So it sounds like you have a building that has a basement that is 8 feet below the ground level. The footing is 2 feet below the basement. Why would you count the additional 8 feet when bearing capacity is resisting the vertical forces above it? In this case the building/basement is bearing down on the footing and only 2 feet of soil separates.

FYI for these kids of problems the best thing to do is draw it out. I do it for all my actual problems and for the PE.
 
If there is not a concrete slab present in the basement, then I would agree, but if there is one present that could prevent a rotational failure of the soil matrix, I would rethink the problem here... and use a value of something less than the 10 foot burial depth.

Mike McCann
MMC Engineering

 
This is an interesting quention . . . 10 ft on the outside of the footing; 2 ft on the inside. Use the 2 ft has been put forth above but that is only "half" of the bearing capacity failure surface - half is exposed to 2 ft; half to 10 ft . . . Mmmmm - do we ignore that "outside" the basement? This situation doesn't agree with the classical bearing capacity failure surfaces - and I don't ever remember any text or manual that has ever really addressed this situation. See Lambe and Whitman (page 485) with a "tank" sitting on level ground - they actually do a rotational failure - one direction - rather than a "Prandtl" style 2 direction failure surface.
 
thanks for all answers
in response to above questions:
mssq: yes there is concrete slab
phidelt: my reasoning was, that depth was subject to all 10 feet of soil loading in the past. thats why i took 10 feet. so a building that has footing 2 feet below natural ground and a building that has footing 2 feet below the ground which is 8 feet below original ground must be different - i thought
 
Agree with msquared. The slab confines the soil in the same manner as overburden on the outside, and as long as you don't fail the slab or uplift the slab, classical bearing capacity failure can't occur.

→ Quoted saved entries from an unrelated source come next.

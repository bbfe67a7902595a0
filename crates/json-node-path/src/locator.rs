//! Locator strings: the `$["key"][0]` display form of a path.

use serde_json::Value;

use crate::validate::is_valid_index;
use crate::{Path, PathError, Segment};

/// Marker rendered for the document root.
pub const ROOT_MARKER: &str = "$";

/// Quote a key the way it appears inside a locator bracket.
pub(crate) fn quote_key(key: &str) -> String {
    Value::String(key.to_owned()).to_string()
}

/// Format a path as a locator string.
///
/// # Example
///
/// ```
/// use json_node_path::{format_locator, Segment};
///
/// assert_eq!(format_locator(&[]), "$");
/// assert_eq!(format_locator(&[Segment::key("a"), Segment::index(0)]), r#"$["a"][0]"#);
/// ```
pub fn format_locator(path: &[Segment]) -> String {
    let mut out = String::from(ROOT_MARKER);
    for segment in path {
        out.push('[');
        out.push_str(&segment.to_string());
        out.push(']');
    }
    out
}

/// Parse a locator string back into a path.
///
/// Accepts `$` followed by bracket selectors holding a quoted key (double or
/// single quotes) or a canonical non-negative index.
///
/// # Example
///
/// ```
/// use json_node_path::{parse_locator, Segment};
///
/// let path = parse_locator(r#"$["a"][0]"#).unwrap();
/// assert_eq!(path, vec![Segment::key("a"), Segment::index(0)]);
/// ```
pub fn parse_locator(input: &str) -> Result<Path, PathError> {
    LocatorParser { input, pos: 0 }.parse_path()
}

struct LocatorParser<'a> {
    input: &'a str,
    pos: usize,
}

impl LocatorParser<'_> {
    fn parse_path(&mut self) -> Result<Path, PathError> {
        self.skip_whitespace();
        if self.peek() != Some('$') {
            return Err(PathError::ExpectedRoot);
        }
        self.advance();

        let mut path = Vec::new();
        loop {
            self.skip_whitespace();
            match self.peek() {
                None => break,
                Some('[') => {
                    self.advance();
                    self.skip_whitespace();
                    let segment = self.parse_selector()?;
                    self.skip_whitespace();
                    self.expect(']')?;
                    path.push(segment);
                }
                Some(c) => return Err(PathError::UnexpectedChar(c)),
            }
        }
        Ok(path)
    }

    fn parse_selector(&mut self) -> Result<Segment, PathError> {
        match self.peek() {
            Some('"') | Some('\'') => self.parse_string().map(Segment::Key),
            Some(c) if c.is_ascii_digit() || c == '-' => self.parse_index(),
            Some(c) => Err(PathError::UnexpectedChar(c)),
            None => Err(PathError::UnexpectedEnd),
        }
    }

    fn parse_index(&mut self) -> Result<Segment, PathError> {
        let start = self.pos;
        while let Some(c) = self.peek() {
            if c.is_ascii_digit() || c == '-' || c == '.' {
                self.advance();
            } else {
                break;
            }
        }
        let text = &self.input[start..self.pos];
        if !is_valid_index(text) {
            return Err(PathError::InvalidIndex(text.to_string()));
        }
        text.parse()
            .map(Segment::Index)
            .map_err(|_| PathError::InvalidIndex(text.to_string()))
    }

    fn parse_string(&mut self) -> Result<String, PathError> {
        let quote = self.peek().ok_or(PathError::UnexpectedEnd)?;
        self.advance();

        let mut result = String::new();
        loop {
            match self.peek() {
                None => return Err(PathError::UnclosedString),
                Some(c) if c == quote => {
                    self.advance();
                    break;
                }
                Some('\\') => {
                    self.advance();
                    match self.peek() {
                        Some('n') => result.push('\n'),
                        Some('t') => result.push('\t'),
                        Some('r') => result.push('\r'),
                        Some('b') => result.push('\u{8}'),
                        Some('f') => result.push('\u{c}'),
                        Some('/') => result.push('/'),
                        Some('\\') => result.push('\\'),
                        Some('\'') => result.push('\''),
                        Some('"') => result.push('"'),
                        Some('u') => {
                            result.push(self.parse_unicode_escape()?);
                            continue;
                        }
                        _ => return Err(PathError::InvalidEscape),
                    }
                    self.advance();
                }
                Some(c) => {
                    result.push(c);
                    self.advance();
                }
            }
        }
        Ok(result)
    }

    /// Parses the `XXXX` after `\u`, including a trailing low surrogate pair.
    fn parse_unicode_escape(&mut self) -> Result<char, PathError> {
        let high = self.parse_hex4()?;
        if !(0xD800..0xDC00).contains(&high) {
            return char::from_u32(high).ok_or(PathError::InvalidEscape);
        }
        if !self.input[self.pos..].starts_with("\\u") {
            return Err(PathError::InvalidEscape);
        }
        self.advance();
        let low = self.parse_hex4()?;
        if !(0xDC00..0xE000).contains(&low) {
            return Err(PathError::InvalidEscape);
        }
        let code = 0x10000 + ((high - 0xD800) << 10) + (low - 0xDC00);
        char::from_u32(code).ok_or(PathError::InvalidEscape)
    }

    /// Expects the cursor on the `u` of an escape; consumes it and four hex digits.
    fn parse_hex4(&mut self) -> Result<u32, PathError> {
        self.advance();
        let digits = self
            .input
            .get(self.pos..self.pos + 4)
            .ok_or(PathError::InvalidEscape)?;
        let code = u32::from_str_radix(digits, 16).map_err(|_| PathError::InvalidEscape)?;
        self.pos += 4;
        Ok(code)
    }

    fn peek(&self) -> Option<char> {
        self.input[self.pos..].chars().next()
    }

    fn advance(&mut self) {
        if let Some(c) = self.peek() {
            self.pos += c.len_utf8();
        }
    }

    fn expect(&mut self, expected: char) -> Result<(), PathError> {
        match self.peek() {
            Some(c) if c == expected => {
                self.advance();
                Ok(())
            }
            Some(c) => Err(PathError::UnexpectedChar(c)),
            None => Err(PathError::UnexpectedEnd),
        }
    }

    fn skip_whitespace(&mut self) {
        while let Some(c) = self.peek() {
            if c.is_whitespace() {
                self.advance();
            } else {
                break;
            }
        }
    }
}

#[cfg(test)]
mod tests {
    use super::*;

    #[test]
    fn test_format_root() {
        assert_eq!(format_locator(&[]), "$");
    }

    #[test]
    fn test_format_mixed() {
        let path = vec![Segment::key("a"), Segment::index(0), Segment::key("b c")];
        assert_eq!(format_locator(&path), r#"$["a"][0]["b c"]"#);
    }

    #[test]
    fn test_format_numeric_key_is_quoted() {
        assert_eq!(format_locator(&[Segment::key("0")]), r#"$["0"]"#);
    }

    #[test]
    fn test_format_escapes_quotes() {
        assert_eq!(format_locator(&[Segment::key("say \"hi\"")]), r#"$["say \"hi\""]"#);
    }

    #[test]
    fn test_parse_root() {
        assert_eq!(parse_locator("$").unwrap(), Vec::<Segment>::new());
        assert_eq!(parse_locator("  $  ").unwrap(), Vec::<Segment>::new());
    }

    #[test]
    fn test_parse_single_quotes() {
        assert_eq!(
            parse_locator("$['a'][ 2 ]").unwrap(),
            vec![Segment::key("a"), Segment::index(2)]
        );
    }

    #[test]
    fn test_parse_unicode_escape() {
        assert_eq!(
            parse_locator(r#"$["caf\u00e9"]"#).unwrap(),
            vec![Segment::key("café")]
        );
        assert_eq!(
            parse_locator(r#"$["\ud83d\ude00"]"#).unwrap(),
            vec![Segment::key("😀")]
        );
    }

    #[test]
    fn test_parse_errors() {
        assert_eq!(parse_locator("a"), Err(PathError::ExpectedRoot));
        assert_eq!(parse_locator("$.a"), Err(PathError::UnexpectedChar('.')));
        assert_eq!(parse_locator(r#"$["a"#), Err(PathError::UnclosedString));
        assert_eq!(parse_locator(r#"$["a""#), Err(PathError::UnexpectedEnd));
        assert_eq!(parse_locator(r#"$["\q"]"#), Err(PathError::InvalidEscape));
        assert_eq!(
            parse_locator("$[-1]"),
            Err(PathError::InvalidIndex("-1".to_string()))
        );
        assert_eq!(
            parse_locator("$[1.5]"),
            Err(PathError::InvalidIndex("1.5".to_string()))
        );
        assert_eq!(parse_locator("$[true]"), Err(PathError::UnexpectedChar('t')));
    }
}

The only reason that the solution would use 2 feet is using the assumption that the slab will offer no confinement. As a practical matter, I would check it both ways and design the slab to achieve confinement.
 
I think to remember for the PE test, is that a lot of questions on the PE will try to cause you to over-think a problem and make you think it is more complicated then it really is. This happens easily with problems giving more information then what is needed. I took it a year ago, i can not stress how many problems were "concept" questions. If you know the concept of how it works then the problem is easy. I have 20% of the problems were not problem solving. An example: what will cause a cantilever beam's deflection to reduce, a) increase beam size, b) move point load, c) ect.
 
ron & ms squared: thanks for answers but even if there was no slab, that soil below footing was carrying 10' of soil weight in the past. so still shouldn't we use 10' in our calculation even if no slab with that logic? or did i not study enough of bearing theory yet and that depth component is there by thinking the rotation of soil and that's why slab makes a difference?
 
ok i see, and thanks... but now here is my next question based on this info... if past is not considered at all, then 10' should not even be considered at all. and we should use 2' right away.. why is the discussion of slab present vs not present then? or the other users answers about using something in between etc... after all, 10' is a past condition. it was there before the basement was excavated. if past is not considered at all, then the answer is using 2' right away...
 
ketanco
I think when it comes to the lab they are referring to more in depth analysis of the soil and horizontal forces acting on the slab rather then the basic bearing capacity. If there was no slab then this would not really be a bearing capacity question it would be more of a pile question. Such as in alaska we have houses elevated on helical anchors rather then on slab and grade foundation.
 
ketanco...bearing capacity failures can occur in multiple directions, but usually only two directions...perpendicular to the footing length. In your case, failure could occur to the outside or to the inside. The 10 feet is to the outside....that is a present condition, not a past condition. The 2 feet is to the inside with no consideration of concrete slab offering any resistance.
 
wannabeSE - there is nothing in the sketches showing the situation in the OR - that of 2 ft of "overburden" on the right side of the footing and 10 ft on the left side. The failure surface if using the Prandtl failure configuration would have to be taken up the left side and the unbalanced pressures are not addressed either in the formulation or the bearing capacity factors. One might want to consider taking the wall and footing as a retaining wall problem - presuming that there would be a "near" active pressure on the left side - check for sliding, overturning and the kicker - the allowable bearing pressure - which is the problem. What would the global stability look like? This is why I initially referred earlier to the problem given in Lambe and Whitman who use a single sided failure surface for a tank foundation.
 
BigH,

Several people mentioned that the failure surface occurs on either side of the footing. Perhaps I misunderstood kentanco's replies. But, I thought that kentanco may not remember the mechanism of the failure for a typical case with soil balanced on both sides. That is why I posted the link.
 
The problem is about a basement with footing 2' below the basement and to the top of the soil is 10' from the footing. Everyone is making this much more complicated then it is asking. The basement has 8' of fill on all sides and footing 2' below that. The bearing capacity is the soil resisting the vertical force of the building and the basement. In the real world we would have to make sure that the basement walls can withstand the soil pressures and all those forces. But for bearing capacity there is the the entire house+building acting on the footing which is 2' below basement.
 
I'll jump in. Everyone has missed the point. The point at which the foundation is considered as having failed is when it has settled too much. That's before any shearing failure. 99% of the time it is allowable settlement that controls the design.
 
You are very correct oldestguy - seldom have I done any bearing capacity calculation other then 2(Su). Still, the OP was related to the PE exam that he was studying for . . .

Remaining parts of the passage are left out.